WORK TO BE COMPLETED: Copy whichever lines of the data hold the word "slow".

AVAILABLE DATA:
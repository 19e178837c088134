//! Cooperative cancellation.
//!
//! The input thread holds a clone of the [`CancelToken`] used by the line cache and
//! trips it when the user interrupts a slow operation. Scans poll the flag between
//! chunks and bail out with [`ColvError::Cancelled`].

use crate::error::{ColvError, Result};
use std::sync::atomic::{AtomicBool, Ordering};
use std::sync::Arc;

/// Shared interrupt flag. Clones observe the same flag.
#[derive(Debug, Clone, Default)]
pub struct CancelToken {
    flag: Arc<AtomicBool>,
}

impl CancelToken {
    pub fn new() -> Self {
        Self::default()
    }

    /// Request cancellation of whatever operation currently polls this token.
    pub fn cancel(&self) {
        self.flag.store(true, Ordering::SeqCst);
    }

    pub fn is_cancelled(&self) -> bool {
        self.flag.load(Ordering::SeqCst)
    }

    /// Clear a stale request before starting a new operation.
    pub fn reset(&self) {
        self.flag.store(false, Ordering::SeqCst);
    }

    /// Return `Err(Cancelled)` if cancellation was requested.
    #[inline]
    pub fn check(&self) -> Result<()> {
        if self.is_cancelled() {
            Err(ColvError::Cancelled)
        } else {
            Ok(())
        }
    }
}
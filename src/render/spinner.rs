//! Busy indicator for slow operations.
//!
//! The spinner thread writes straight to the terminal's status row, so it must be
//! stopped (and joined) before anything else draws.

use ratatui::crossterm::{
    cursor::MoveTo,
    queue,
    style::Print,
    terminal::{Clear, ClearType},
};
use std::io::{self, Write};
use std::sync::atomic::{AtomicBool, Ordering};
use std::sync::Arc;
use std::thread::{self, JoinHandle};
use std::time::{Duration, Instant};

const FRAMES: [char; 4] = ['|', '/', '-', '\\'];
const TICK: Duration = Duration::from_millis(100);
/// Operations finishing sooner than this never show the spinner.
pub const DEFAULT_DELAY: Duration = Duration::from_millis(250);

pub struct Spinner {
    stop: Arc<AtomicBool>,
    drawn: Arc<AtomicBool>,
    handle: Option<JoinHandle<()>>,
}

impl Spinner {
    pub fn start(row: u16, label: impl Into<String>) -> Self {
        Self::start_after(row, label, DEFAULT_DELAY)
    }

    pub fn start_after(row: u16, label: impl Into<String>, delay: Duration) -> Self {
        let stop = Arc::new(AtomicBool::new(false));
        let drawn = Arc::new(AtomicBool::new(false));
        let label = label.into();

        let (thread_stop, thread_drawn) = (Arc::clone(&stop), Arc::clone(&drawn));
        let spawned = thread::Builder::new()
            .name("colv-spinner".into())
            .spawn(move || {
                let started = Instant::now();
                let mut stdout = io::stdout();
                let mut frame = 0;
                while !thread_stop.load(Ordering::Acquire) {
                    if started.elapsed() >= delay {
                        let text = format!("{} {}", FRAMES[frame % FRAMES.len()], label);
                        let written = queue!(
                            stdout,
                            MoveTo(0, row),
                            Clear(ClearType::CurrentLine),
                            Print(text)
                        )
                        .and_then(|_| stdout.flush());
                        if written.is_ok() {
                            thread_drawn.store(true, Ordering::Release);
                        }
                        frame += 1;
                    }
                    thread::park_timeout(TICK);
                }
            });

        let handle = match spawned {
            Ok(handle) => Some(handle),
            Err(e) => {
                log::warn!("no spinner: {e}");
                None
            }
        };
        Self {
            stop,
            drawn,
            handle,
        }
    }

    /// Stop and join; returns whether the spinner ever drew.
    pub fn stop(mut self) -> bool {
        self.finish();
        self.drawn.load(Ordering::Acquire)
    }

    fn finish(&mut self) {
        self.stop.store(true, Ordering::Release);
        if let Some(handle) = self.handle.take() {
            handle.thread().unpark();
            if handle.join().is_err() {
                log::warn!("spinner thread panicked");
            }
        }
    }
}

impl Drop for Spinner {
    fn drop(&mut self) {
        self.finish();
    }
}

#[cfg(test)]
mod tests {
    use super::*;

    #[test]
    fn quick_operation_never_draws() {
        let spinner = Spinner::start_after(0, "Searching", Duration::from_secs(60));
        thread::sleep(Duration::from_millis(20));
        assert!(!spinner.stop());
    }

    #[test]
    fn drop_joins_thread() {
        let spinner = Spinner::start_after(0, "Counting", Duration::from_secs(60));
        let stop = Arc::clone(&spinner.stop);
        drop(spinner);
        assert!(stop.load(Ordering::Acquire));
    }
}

SOLUTION TO THIS EXERCISE:
//! trips it when the user interrupts a slow operation. Scans poll the flag between
//! Busy indicator for slow operations.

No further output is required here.